### Data excerpts ###

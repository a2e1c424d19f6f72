use std::hash::Hash;

#[derive(Clone, Copy, Debug, PartialEq, Default, Eq, Hash, PartialOrd, Ord)]
pub struct TweetID(pub i64);

derive_newtype_serde!(TweetID, i64);

// TweetID to i64
impl From<TweetID> for i64 {
    fn from(tweet_id: TweetID) -> Self {
        tweet_id.0
    }
}

// i64 to TweetID
impl From<i64> for TweetID {
    fn from(tweet_id: i64) -> Self {
        TweetID(tweet_id)
    }
}

impl std::fmt::Display for TweetID {
    fn fmt(&self, f: &mut std::fmt::Formatter<'_>) -> std::fmt::Result {
        write!(f, "{}", self.0)
    }
}

impl std::str::FromStr for TweetID {
    type Err = std::num::ParseIntError;

    fn from_str(s: &str) -> std::result::Result<Self, Self::Err> {
        s.trim().parse().map(TweetID)
    }
}
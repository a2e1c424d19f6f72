use crate::domain::interface::ITokenizer;
use crate::domain::model::feed_error::FeedError;
use crate::domain::model::geo::{self, GeoError, GeomSource, Point, Srid, WGS84_SRID};
use crate::domain::model::text::normalize;
use crate::domain::model::timestamp::{self, iso8601_format, iso8601utc_parse};
use crate::domain::model::tokens::{tokenize_fields, FieldAlias};
use crate::domain::model::TweetID;
use crate::error::*;
use crate::repository::RowError;
use chrono::{DateTime, Utc};
use indexmap::IndexMap;
use serde::*;
use serde_json::Value;

/// Flat-file form of a tweet: one optional cell per column, absent = `None`.
pub type Row = Vec<Option<String>>;

/// Number of columns in a [`Row`].
pub const ROW_WIDTH: usize = 11;

/// Column names of a [`Row`], in order.
pub const ROW_COLUMNS: [&str; ROW_WIDTH] = [
    "tweet_id",
    "created_at",
    "text",
    "user_screen_name",
    "user_description",
    "user_lang",
    "user_location",
    "user_time_zone",
    "lon",
    "lat",
    "geom_src",
];

/// In-process interchange form of a tweet.
pub type TweetDict = IndexMap<String, Value>;

/// Keys of a [`TweetDict`], in the order `to_dict` emits them.
pub const DICT_KEYS: [&str; 10] = [
    "tweet_id",
    "created_at",
    "text",
    "user_screen_name",
    "user_description",
    "user_lang",
    "user_location",
    "user_time_zone",
    "geom",
    "geom_src",
];

#[derive(Debug)]
pub enum DictError {
    MissingKey,
    InvalidValue,
}

impl IFormatError for DictError {
    fn error_type(&self) -> String {
        use DictError::*;

        match self {
            MissingKey => "missing_key",
            InvalidValue => "invalid_value",
        }
        .to_string()
    }
}

/// One status from the stream.
///
/// Every string field has been through [`normalize`] (or came from a row or
/// dict that was produced from such a tweet). `geom` and `geom_src` are either
/// both present or both absent. Nothing changes after construction except the
/// token cache filled by [`Tweet::tokenize`].
#[derive(Debug, Clone)]
pub struct Tweet {
    id: TweetID,
    created_at: DateTime<Utc>,
    text: Option<String>,
    user_screen_name: Option<String>,
    user_description: Option<String>,
    user_lang: Option<String>,
    user_location: Option<String>,
    user_time_zone: Option<String>,
    geom: Option<Point>,
    geom_src: Option<GeomSource>,
    tokens: Option<Vec<String>>,
}

// `tokens` is a cache and none of the stored forms carry it
impl PartialEq for Tweet {
    fn eq(&self, other: &Self) -> bool {
        self.id == other.id
            && self.created_at == other.created_at
            && self.text == other.text
            && self.user_screen_name == other.user_screen_name
            && self.user_description == other.user_description
            && self.user_lang == other.user_lang
            && self.user_location == other.user_location
            && self.user_time_zone == other.user_time_zone
            && self.geom == other.geom
            && self.geom_src == other.geom_src
    }
}

fn nullable<'de, D>(deserializer: D) -> std::result::Result<Option<String>, D::Error>
where
    D: Deserializer<'de>,
{
    Option::<String>::deserialize(deserializer)
}

// Keys we read from a feed status. `nullable` fields must be present but may
// be null; `lang` only exists in newer API versions.
#[derive(Deserialize)]
struct FeedStatus {
    id: TweetID,
    created_at: String,
    #[serde(deserialize_with = "nullable")]
    text: Option<String>,
    user: FeedUser,
    #[serde(default)]
    coordinates: Option<Value>,
}

#[derive(Deserialize)]
struct FeedUser {
    #[serde(deserialize_with = "nullable")]
    screen_name: Option<String>,
    #[serde(deserialize_with = "nullable")]
    description: Option<String>,
    #[serde(default)]
    lang: Option<String>,
    #[serde(deserialize_with = "nullable")]
    location: Option<String>,
    #[serde(deserialize_with = "nullable")]
    time_zone: Option<String>,
}

#[derive(Serialize, Deserialize)]
struct TweetDictRecord {
    tweet_id: TweetID,
    #[serde(with = "timestamp::serde_iso8601")]
    created_at: DateTime<Utc>,
    text: Option<String>,
    user_screen_name: Option<String>,
    user_description: Option<String>,
    user_lang: Option<String>,
    user_location: Option<String>,
    user_time_zone: Option<String>,
    geom: Option<Point>,
    geom_src: Option<GeomSource>,
}

impl Tweet {
    /// Build a tweet from a feed status object.
    ///
    /// The geotag is read from `coordinates` only; the legacy `geo` field has
    /// latitude first and is ignored. A missing, null or non-Point
    /// `coordinates` leaves the tweet without a geotag.
    pub fn from_json(json: &Value) -> Result<Tweet> {
        let status = FeedStatus::deserialize(json)
            .map_err(|err| FormatError::new(FeedError::InvalidTweet, err))?;
        let created_at = timestamp::twitter_timestamp_parse(&status.created_at)?;
        let geom = geom_from_coordinates(status.coordinates.as_ref())?;
        let tw = Tweet {
            id: status.id,
            created_at,
            text: normalize(status.text.as_deref()),
            user_screen_name: normalize(status.user.screen_name.as_deref()),
            user_description: normalize(status.user.description.as_deref()),
            user_lang: normalize(status.user.lang.as_deref()),
            user_location: normalize(status.user.location.as_deref()),
            user_time_zone: normalize(status.user.time_zone.as_deref()),
            geom_src: geom.map(|_| GeomSource::Coordinates),
            geom,
            tokens: None,
        };
        Ok(tw)
    }

    /// Inverse of [`Tweet::to_row`]. Cells are taken as already normalized.
    pub fn from_row(row: &[Option<String>]) -> Result<Tweet> {
        if row.len() != ROW_WIDTH {
            return Err(FormatError::new(
                RowError::RowShape,
                anyhow::anyhow!("expected {} fields, got {}", ROW_WIDTH, row.len()),
            ));
        }
        let id = required_cell(row, 0)?.parse::<TweetID>()?;
        let created_at = iso8601utc_parse(required_cell(row, 1)?)?;
        let geom = geo::derive(row[8].as_deref(), row[9].as_deref())?;
        let geom_src = row[10].as_deref().map(str::parse::<GeomSource>).transpose()?;
        check_geom_source(geom.as_ref(), geom_src)?;
        Ok(Tweet {
            id,
            created_at,
            text: non_empty(row[2].clone()),
            user_screen_name: non_empty(row[3].clone()),
            user_description: non_empty(row[4].clone()),
            user_lang: non_empty(row[5].clone()),
            user_location: non_empty(row[6].clone()),
            user_time_zone: non_empty(row[7].clone()),
            geom,
            geom_src,
            tokens: None,
        })
    }

    /// Inverse of [`Tweet::to_dict`]. Values are taken as they are, except
    /// that an empty string counts as absent, as it does in a row. A `geom`
    /// must be one that [`geo::derive`] could have produced: WGS84, finite and
    /// not (0, 0).
    pub fn from_dict(dict: &TweetDict) -> Result<Tweet> {
        if let Some(key) = DICT_KEYS.iter().find(|key| !dict.contains_key(**key)) {
            return Err(FormatError::new(
                DictError::MissingKey,
                anyhow::anyhow!("dict has no {:?} key", key),
            ));
        }
        let object = dict
            .iter()
            .map(|(key, value)| (key.clone(), value.clone()))
            .collect::<serde_json::Map<String, Value>>();
        let record: TweetDictRecord = serde_json::from_value(Value::Object(object))
            .map_err(|err| FormatError::new(DictError::InvalidValue, err))?;
        let geom = record.geom.map(check_dict_point).transpose()?;
        check_geom_source(geom.as_ref(), record.geom_src)?;
        Ok(Tweet {
            id: record.tweet_id,
            created_at: record.created_at,
            text: non_empty(record.text),
            user_screen_name: non_empty(record.user_screen_name),
            user_description: non_empty(record.user_description),
            user_lang: non_empty(record.user_lang),
            user_location: non_empty(record.user_location),
            user_time_zone: non_empty(record.user_time_zone),
            geom,
            geom_src: record.geom_src,
            tokens: None,
        })
    }

    pub fn to_row(&self) -> Row {
        let (lon, lat) = match &self.geom {
            Some(point) => (Some(point.lon().to_string()), Some(point.lat().to_string())),
            None => (None, None),
        };
        vec![
            Some(self.id.to_string()),
            Some(iso8601_format(&self.created_at)),
            self.text.clone(),
            self.user_screen_name.clone(),
            self.user_description.clone(),
            self.user_lang.clone(),
            self.user_location.clone(),
            self.user_time_zone.clone(),
            lon,
            lat,
            self.geom_src.map(|src| src.as_str().to_string()),
        ]
    }

    pub fn to_dict(&self) -> Result<TweetDict> {
        let record = TweetDictRecord {
            tweet_id: self.id,
            created_at: self.created_at,
            text: self.text.clone(),
            user_screen_name: self.user_screen_name.clone(),
            user_description: self.user_description.clone(),
            user_lang: self.user_lang.clone(),
            user_location: self.user_location.clone(),
            user_time_zone: self.user_time_zone.clone(),
            geom: self.geom,
            geom_src: self.geom_src,
        };
        match serde_json::to_value(record)? {
            Value::Object(object) => Ok(object.into_iter().collect()),
            other => Err(GeneralError::serialization_error(anyhow::anyhow!(
                "tweet serialized to {} instead of an object",
                other
            ))),
        }
    }

    /// Tokenize `fields` with `tker` and keep the result as this tweet's
    /// tokens, replacing any earlier tokenization.
    pub fn tokenize<T>(&mut self, tker: &T, fields: &[FieldAlias], unify: bool) -> &[String]
    where
        T: ITokenizer + ?Sized,
    {
        let tokens = tokenize_fields(self, tker, fields, unify);
        self.tokens.insert(tokens).as_slice()
    }

    pub fn id(&self) -> TweetID {
        self.id
    }

    pub fn created_at(&self) -> DateTime<Utc> {
        self.created_at
    }

    /// `created_at` as `YYYY-MM-DD`.
    pub fn day(&self) -> String {
        self.created_at.format("%Y-%m-%d").to_string()
    }

    pub fn text(&self) -> Option<&str> {
        self.text.as_deref()
    }

    pub fn user_screen_name(&self) -> Option<&str> {
        self.user_screen_name.as_deref()
    }

    pub fn user_description(&self) -> Option<&str> {
        self.user_description.as_deref()
    }

    pub fn user_lang(&self) -> Option<&str> {
        self.user_lang.as_deref()
    }

    pub fn user_location(&self) -> Option<&str> {
        self.user_location.as_deref()
    }

    pub fn user_time_zone(&self) -> Option<&str> {
        self.user_time_zone.as_deref()
    }

    pub fn geom(&self) -> Option<&Point> {
        self.geom.as_ref()
    }

    pub fn geom_src(&self) -> Option<GeomSource> {
        self.geom_src
    }

    pub fn is_geotagged(&self) -> bool {
        self.geom.is_some()
    }

    pub fn tokens(&self) -> Option<&[String]> {
        self.tokens.as_deref()
    }
}

fn required_cell(row: &[Option<String>], index: usize) -> Result<&str> {
    row[index].as_deref().ok_or_else(|| {
        FormatError::new(
            RowError::InvalidCell,
            anyhow::anyhow!("column {} ({}) is empty", index, ROW_COLUMNS[index]),
        )
    })
}

fn non_empty(value: Option<String>) -> Option<String> {
    value.filter(|value| !value.is_empty())
}

// Rows carry no srid and read (0, 0) as absent, so a dict point outside what
// `geo::derive` yields would not survive a trip through a row.
fn check_dict_point(point: Point) -> Result<Point> {
    if point.srid() != Srid::wgs84() {
        return Err(FormatError::new(
            GeoError::InvalidCoordinate,
            anyhow::anyhow!("expected srid {}, got {}", WGS84_SRID, point.srid().value()),
        ));
    }
    match geo::derive(Some(point.lon()), Some(point.lat()))? {
        Some(_) => Ok(point),
        None => Err(FormatError::new(
            GeoError::InvalidCoordinate,
            anyhow::anyhow!("({}, {}) is not a geotag", point.lon(), point.lat()),
        )),
    }
}

fn check_geom_source(geom: Option<&Point>, geom_src: Option<GeomSource>) -> Result<()> {
    if geom.is_some() == geom_src.is_some() {
        Ok(())
    } else {
        Err(FormatError::new(
            GeoError::InconsistentSource,
            anyhow::anyhow!(
                "geometry is {} but its source is {}",
                if geom.is_some() { "present" } else { "absent" },
                if geom_src.is_some() { "present" } else { "absent" },
            ),
        ))
    }
}

// `coordinates` is GeoJSON: {"type": "Point", "coordinates": [lon, lat]}.
fn geom_from_coordinates(coordinates: Option<&Value>) -> Result<Option<Point>> {
    let object = match coordinates {
        Some(Value::Object(object)) => object,
        _ => return Ok(None),
    };
    if object.get("type").and_then(Value::as_str) != Some("Point") {
        return Ok(None);
    }
    let pair = match object.get("coordinates") {
        Some(Value::Array(pair)) => pair,
        _ => return Ok(None),
    };
    if pair.len() < 2 {
        return Err(FormatError::new(
            GeoError::InvalidCoordinate,
            anyhow::anyhow!("Point has {} positions, expected 2", pair.len()),
        ));
    }
    let lon = Some(&pair[0]).filter(|v| !v.is_null());
    let lat = Some(&pair[1]).filter(|v| !v.is_null());
    geo::derive(lon, lat)
}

###

Task prompt: Give exactly, and nothing besides, the lines from the one in which "let pair = match" occurs through the end of the records.

Answer to the problem:
    let pair = match object.get("coordinates") {
        Some(Value::Array(pair)) => pair,
        _ => return Ok(None),
    };
    if pair.len() < 2 {
        return Err(FormatError::new(
            GeoError::InvalidCoordinate,
            anyhow::anyhow!("Point has {} positions, expected 2", pair.len()),
        ));
    }
    let lon = Some(&pair[0]).filter(|v| !v.is_null());
    let lat = Some(&pair[1]).filter(|v| !v.is_null());
    geo::derive(lon, lat)
}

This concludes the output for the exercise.